Beine applied for workers’ comp benefits.
An Administrative Law Judge (ALJ) denied the claim on the ground that Beine’s injury didn’t arise out of and in the course of his employment.
The ALJ noted that the charity golf tournament was a voluntary recreational activity and therefore was not compensable under workers’ comp law.
Beine argued that under the mutual benefit doctrine, he should receive comp. That doctrine says an employee engaging in a voluntary recreational activity can receive workers’ comp for an injury if his participation mutually benefited him and his employer.
The ALJ rejected that argument, noting that his employer and the association were not interconnected organizations.
Beine appealed to the workers’ comp commission, which upheld the ALJ’s ruling. Yet another appeal went to a state appeals court.
The court noted:
- golfing wasn’t one of Beine’s assigned duties
- his employer required him to use vacation days to participate in the golf tournament
- his employer didn’t promote the tournament
- the sheriff’s office didn’t receive or control proceeds from the tournament, and
- the association and his employer were entirely separate and independent entities.
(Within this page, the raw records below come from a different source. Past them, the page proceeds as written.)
/// Engine operations exposed on the command line
#[derive(Debug, Clone, Subcommand)]
pub enum Command {
    /// Print the API name
    Name,

    /// List badges, one per client
    Badges {
        /// Client filter (0 for all)
        #[arg(default_value = "0")]
        client: ClientId,
    },

    /// List cards; a badge can hold several
    Cards {
        /// Client filter (0 for all)
        #[arg(default_value = "0")]
        client: ClientId,
    },

    /// List unexpired cards that expire on or before the cutoff
    ExpiringCards {
        /// Cutoff date or date-time
        cutoff: Cutoff,
    },

    /// List lab areas
    Areas,

    /// List occupants of the areas matching an alias
    CurrentlyIn {
        /// Area alias (all, cleanroom, robin, ...)
        #[arg(default_value = defaults::AREA_ALIAS)]
        alias: String,
        /// Evaluate occupancy as of this date or date-time instead of now
        #[arg(long)]
        at: Option<Cutoff>,
    },

    /// List occupants per area joined with their badges
    BadgeInAreas {
        /// Area alias (all, cleanroom, robin, ...)
        #[arg(default_value = defaults::AREA_ALIAS)]
        alias: String,
    },

    /// Events prepared for import (ordered, de-duplicated)
    Events {
        /// Start date or date-time
        start: Cutoff,
        /// End date or date-time
        end: Cutoff,
        /// Client filter (0 for all)
        #[arg(long, default_value = "0")]
        client: ClientId,
        /// Area filter (0 for all)
        #[arg(long, default_value = "0")]
        area: AreaId,
    },

    /// Events exactly as stored
    RawEvents {
        /// Start date or date-time
        start: Cutoff,
        /// End date or date-time
        end: Cutoff,
        /// Client filter (0 for all)
        #[arg(long, default_value = "0")]
        client: ClientId,
        /// Area filter (0 for all)
        #[arg(long, default_value = "0")]
        area: AreaId,
    },

    /// Reconstructed IN/OUT sessions
    Sessions {
        /// Start date or date-time
        start: Cutoff,
        /// End date or date-time
        end: Cutoff,
        /// Client filter (0 for all)
        #[arg(long, default_value = "0")]
        client: ClientId,
        /// Area filter (0 for all)
        #[arg(long, default_value = "0")]
        area: AreaId,
    },

    /// Find the IN event preceding an event
    PreviousIn {
        /// Reference event
        event: EventId,
        /// Events before this cutoff are not considered
        start: Cutoff,
    },

    /// Find the OUT event following an event
    NextOut {
        /// Reference event
        event: EventId,
        /// Events after this cutoff are not considered
        end: Cutoff,
    },

    /// Check whether a client can be re-enabled
    AllowReenable {
        /// Client to check
        client: ClientId,
        /// Days after expiration beyond which re-enabling is refused
        #[arg(long)]
        days: Option<i64>,
    },

    /// Clients with passback violations in the period
    Passback {
        /// Start date or date-time
        start: Cutoff,
        /// End date or date-time
        end: Cutoff,
    },

    /// Individual passback violations in the period
    Violations {
        /// Start date or date-time
        start: Cutoff,
        /// End date or date-time
        end: Cutoff,
    },

    /// Add a client and its badge
    AddClient {
        /// Client identifier from the directory system
        client: ClientId,
        /// Login name
        #[arg(long)]
        user_name: String,
        /// First name
        #[arg(long)]
        first_name: String,
        /// Last name
        #[arg(long)]
        last_name: String,
        /// Access expiration date or date-time
        #[arg(long)]
        expires: Option<Cutoff>,
    },

    /// Enable access for a client
    Enable {
        /// Client to enable
        client: ClientId,
        /// New expiration date or date-time
        #[arg(long)]
        expires: Option<Cutoff>,
    },

    /// Disable access for a client
    Disable {
        /// Client to disable
        client: ClientId,
        /// Effective expiration date or date-time (defaults to now)
        #[arg(long)]
        expires: Option<Cutoff>,
    },
}

/// Configuration file structure (allows partial configuration)
#[derive(Debug, Clone, Serialize, Deserialize, Default)]
pub struct ConfigFile {
    /// Dataset file backing the in-memory store
    pub dataset_path: Option<String>,

    /// Output format for command results
    pub output_format: Option<String>,

    /// Window used by `allow-reenable` when no day count is given
    pub default_reenable_days: Option<i64>,

    /// Re-enable decision for clients with no expiration on record
    pub never_disabled_policy: Option<NeverDisabledPolicy>,

    /// Only report occupants holding an unexpired card
    pub occupancy_requires_active_card: Option<bool>,

    /// Extend violation windows by the event just before them
    pub violation_look_behind: Option<bool>,

    /// Extend violation windows by the event just after them
    pub violation_look_ahead: Option<bool>,

    /// Directory for rolling log files
    pub log_directory: Option<String>,
}

/// Configuration for the physical access engine
#[derive(Debug, Clone, Serialize, Deserialize)]
pub struct EngineConfig {
    /// Dataset file backing the in-memory store
    pub dataset_path: String,

    /// Output format for command results
    pub output_format: String,

    /// Window used by `allow-reenable` when no day count is given
    pub default_reenable_days: i64,

    /// Re-enable decision for clients with no expiration on record
    pub never_disabled_policy: NeverDisabledPolicy,

    /// Only report occupants holding an unexpired card
    pub occupancy_requires_active_card: bool,

    /// Extend violation windows by the event just before them
    pub violation_look_behind: bool,

    /// Extend violation windows by the event just after them
    pub violation_look_ahead: bool,

    /// Directory for rolling log files
    pub log_directory: Option<String>,
}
For those reasons, the court rejected all of Beine’s reasons why he should receive workers’ comp benefits, including that the mutual benefits doctrine applied in this case. Therefore, Beine would not receive benefits.
In this case, the employer did itself a favor by distancing itself sufficiently from a charity event so that any employee’s injury suffered there would not be eligible for workers’ comp coverage.
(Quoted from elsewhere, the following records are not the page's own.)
//! In-memory store backed by a [`Dataset`]
//!
//! Readers take an `Arc` snapshot of the dataset, so a unit of work sees a
//! consistent view for its whole lifetime while other units commit. Writes
//! are staged inside the unit of work and applied under the write lock on
//! commit, last write wins.

use chrono::{DateTime, Utc};
use parking_lot::RwLock;
use std::collections::{BTreeMap, BTreeSet};
use std::path::Path;
use std::sync::atomic::{AtomicI32, AtomicI64, Ordering};
use std::sync::Arc;
use tracing::{debug, info, warn};
use uuid::Uuid;

use super::{DataAccess, Dataset, StoreError, StoreResult, UnitOfWork};
use crate::area::Area;
use crate::client::{Badge, Card, Client};
use crate::events::{sort_chronologically, Event, EventQuery, Lane};
use crate::types::{AreaId, BadgeId, CardId, ClientId, Cutoff, Direction, EventId};

/// Reference store keeping every record in memory
#[derive(Debug)]
pub struct InMemoryStore {
    data: RwLock<Arc<Dataset>>,
    next_event_id: AtomicI64,
    next_badge_id: AtomicI32,
    next_card_id: AtomicI32,
    next_area_id: AtomicI32,
}

impl Default for InMemoryStore {
    fn default() -> Self {
        Self::new()
    }
}

impl InMemoryStore {
    /// Create an empty store
    pub fn new() -> Self {
        Self {
            data: RwLock::new(Arc::new(Dataset::default())),
            next_event_id: AtomicI64::new(1),
            next_badge_id: AtomicI32::new(1),
            next_card_id: AtomicI32::new(1),
            next_area_id: AtomicI32::new(1),
        }
    }

    /// Create a store holding `dataset`
    pub fn from_dataset(dataset: Dataset) -> StoreResult<Self> {
        dataset.validate()?;

        let next_event_id = dataset.events.iter().map(|e| e.id.0).max().unwrap_or(0) + 1;
        let next_badge_id = dataset.badges.iter().map(|b| b.id.0).max().unwrap_or(0) + 1;
        let next_card_id = dataset.cards.iter().map(|c| c.id.0).max().unwrap_or(0) + 1;
        let next_area_id = dataset.areas.iter().map(|a| a.id.0).max().unwrap_or(0) + 1;

        Ok(Self {
            data: RwLock::new(Arc::new(dataset)),
            next_event_id: AtomicI64::new(next_event_id),
            next_badge_id: AtomicI32::new(next_badge_id),
            next_card_id: AtomicI32::new(next_card_id),
            next_area_id: AtomicI32::new(next_area_id),
        })
    }

    /// Load a store from a JSON dataset file
    pub fn load<P: AsRef<Path>>(path: P) -> StoreResult<Self> {
        Self::from_dataset(Dataset::load(path)?)
    }

    /// Save the current contents to a JSON dataset file
    pub fn save<P: AsRef<Path>>(&self, path: P) -> StoreResult<()> {
        self.snapshot().save(path)
    }

    /// Current contents
    pub fn snapshot(&self) -> Arc<Dataset> {
        Arc::clone(&self.data.read())
    }

    /// Register an area
    pub fn add_area(&self, name: impl Into<String>, group: Option<&str>) -> AreaId {
        let mut guard = self.data.write();
        let id = AreaId(self.next_area_id.fetch_add(1, Ordering::SeqCst));
        Arc::make_mut(&mut guard).areas.push(Area::new(id, name, group));
        id
    }

    /// Issue a card on the badge of `client_id`
    pub fn add_card(
        &self,
        client_id: ClientId,
        number: impl Into<String>,
        expire_on: DateTime<Utc>,
    ) -> StoreResult<CardId> {
        let mut guard = self.data.write();
        let badge_id = guard
            .badges
            .iter()
            .find(|badge| badge.client_id == client_id)
            .map(|badge| badge.id)
            .ok_or_else(|| StoreError::constraint(format!("{} has no badge", client_id)))?;

        let id = CardId(self.next_card_id.fetch_add(1, Ordering::SeqCst));
        Arc::make_mut(&mut guard).cards.push(Card {
            id,
            badge_id,
            client_id,
            number: number.into(),
            expire_on,
        });
        Ok(id)
    }

    /// Ingest a swipe, assigning the next event identifier
    pub fn record_event(
        &self,
        client_id: ClientId,
        area_id: AreaId,
        direction: Direction,
        timestamp: DateTime<Utc>,
    ) -> EventId {
        let mut guard = self.data.write();
        let id = EventId(self.next_event_id.fetch_add(1, Ordering::SeqCst));
        Arc::make_mut(&mut guard)
            .events
            .push(Event::new(id, client_id, area_id, direction, timestamp));
        id
    }
}

impl DataAccess for InMemoryStore {
    fn start(&self) -> StoreResult<Box<dyn UnitOfWork + '_>> {
        let unit = MemoryUnitOfWork {
            store: self,
            id: Uuid::new_v4(),
            snapshot: self.snapshot(),
            staged_clients: BTreeMap::new(),
            inserted_clients: BTreeSet::new(),
            staged_badges: Vec::new(),
            committed: false,
        };
        debug!(unit_of_work = %unit.id, "Started unit of work");
        Ok(Box::new(unit))
    }
}

/// Unit of work over an [`InMemoryStore`] snapshot
#[derive(Debug)]
pub struct MemoryUnitOfWork<'a> {
    store: &'a InMemoryStore,
    id: Uuid,
    snapshot: Arc<Dataset>,
    staged_clients: BTreeMap<ClientId, Client>,
    inserted_clients: BTreeSet<ClientId>,
    staged_badges: Vec<Badge>,
    committed: bool,
}

impl MemoryUnitOfWork<'_> {
    fn lane_events(&self, lane: Lane) -> impl Iterator<Item = &Event> {
        self.snapshot.events.iter().filter(move |event| event.lane() == lane)
    }

    fn has_staged_writes(&self) -> bool {
        !self.staged_clients.is_empty() || !self.staged_badges.is_empty()
    }
}

impl UnitOfWork for MemoryUnitOfWork<'_> {
    fn id(&self) -> Uuid {
        self.id
    }

    fn events(&self, query: &EventQuery) -> StoreResult<Vec<Event>> {
        let mut events: Vec<Event> =
            self.snapshot.events.iter().filter(|event| query.matches(event)).cloned().collect();
        sort_chronologically(&mut events);
        Ok(events)
    }

    fn event(&self, id: EventId) -> StoreResult<Option<Event>> {
        Ok(self.snapshot.events.iter().find(|event| event.id == id).cloned())
    }

    fn last_event_before(&self, lane: Lane, before: DateTime<Utc>) -> StoreResult<Option<Event>> {
        Ok(self
            .lane_events(lane)
            .filter(|event| event.timestamp < before)
            .max_by(|a, b| Event::chronological(a, b))
            .cloned())
    }

    fn first_event_after(&self, lane: Lane, after: &Cutoff) -> StoreResult<Option<Event>> {
        Ok(self
            .lane_events(lane)
            .filter(|event| !after.admits_until(event.timestamp))
            .min_by(|a, b| Event::chronological(a, b))
            .cloned())
    }

    fn clients(&self, client: Option<ClientId>) -> StoreResult<Vec<Client>> {
        let mut merged: BTreeMap<ClientId, Client> = self
            .snapshot
            .clients
            .iter()
            .map(|client| (client.id, client.clone()))
            .collect();
        for (id, staged) in &self.staged_clients {
            merged.insert(*id, staged.clone());
        }

        Ok(merged
            .into_values()
            .filter(|record| client.map_or(true, |id| record.id == id))
            .collect())
    }

    fn badges(&self, client: Option<ClientId>) -> StoreResult<Vec<Badge>> {
        let mut badges: Vec<Badge> = self
            .snapshot
            .badges
            .iter()
            .chain(self.staged_badges.iter())
            .filter(|badge| client.map_or(true, |id| badge.client_id == id))
            .cloned()
            .collect();
        badges.sort_by_key(|badge| badge.id);
        Ok(badges)
    }

    fn cards(&self, client: Option<ClientId>) -> StoreResult<Vec<Card>> {
        let mut cards: Vec<Card> = self
            .snapshot
            .cards
            .iter()
            .filter(|card| client.map_or(true, |id| card.client_id == id))
            .cloned()
            .collect();
        cards.sort_by_key(|card| card.id);
        Ok(cards)
    }

    fn areas(&self) -> StoreResult<Vec<Area>> {
        let mut areas = self.snapshot.areas.clone();
        areas.sort_by_key(|area| area.id);
        Ok(areas)
    }

    fn insert_client(&mut self, client: Client, issued_on: DateTime<Utc>) -> StoreResult<Badge> {
        if self.client(client.id)?.is_some() {
            return Err(StoreError::constraint(format!("{} already exists", client.id)));
        }

        let badge = Badge::new(
            BadgeId(self.store.next_badge_id.fetch_add(1, Ordering::SeqCst)),
            client.id,
            issued_on,
        );
        self.inserted_clients.insert(client.id);
        self.staged_clients.insert(client.id, client);
        self.staged_badges.push(badge.clone());
        Ok(badge)
    }

    fn update_client(&mut self, client: &Client) -> StoreResult<()> {
        if self.client(client.id)?.is_none() {
            return Err(StoreError::constraint(format!("{} does not exist", client.id)));
        }
        self.staged_clients.insert(client.id, client.clone());
        Ok(())
    }

    fn commit(mut self: Box<Self>) -> StoreResult<()> {
        if !self.has_staged_writes() {
            self.committed = true;
            return Ok(());
        }

        let mut guard = self.store.data.write();

        // Inserts were checked against this unit's snapshot; re-check against
        // the live data in case another unit committed the same client first.
        for id in &self.inserted_clients {
            if guard.clients.iter().any(|client| client.id == *id) {
                return Err(StoreError::constraint(format!("{} already exists", id)));
            }
        }

        let data = Arc::make_mut(&mut guard);
        let staged_clients = std::mem::take(&mut self.staged_clients);
        let staged_count = staged_clients.len();
        for (id, client) in staged_clients {
            match data.clients.iter_mut().find(|existing| existing.id == id) {
                Some(existing) => *existing = client,
                None => data.clients.push(client),
            }
        }
        data.badges.append(&mut self.staged_badges);

        self.committed = true;
        info!(unit_of_work = %self.id, clients = staged_count, "Committed unit of work");
        Ok(())
    }
}

impl Drop for MemoryUnitOfWork<'_> {
    fn drop(&mut self) {
        if !self.committed && self.has_staged_writes() {
            warn!(
                unit_of_work = %self.id,
                clients = self.staged_clients.len(),
                "Discarding uncommitted writes"
            );
        } else {
            debug!(unit_of_work = %self.id, "Released unit of work");
        }
    }
}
Although workers’ comp laws vary from state to state, here are some circumstances that could leave an employer liable in similar situations:
- if the charity event was held on the employer’s property
- if employees were required to participate, even if it was only implied that participation would benefit workers
- if employees benefited from participation, or
- if the employer exerted sufficient control over the event.
(Beine v. County of St. Charles, MO Court of Appeals, No. ED 96581, 12/6/2011)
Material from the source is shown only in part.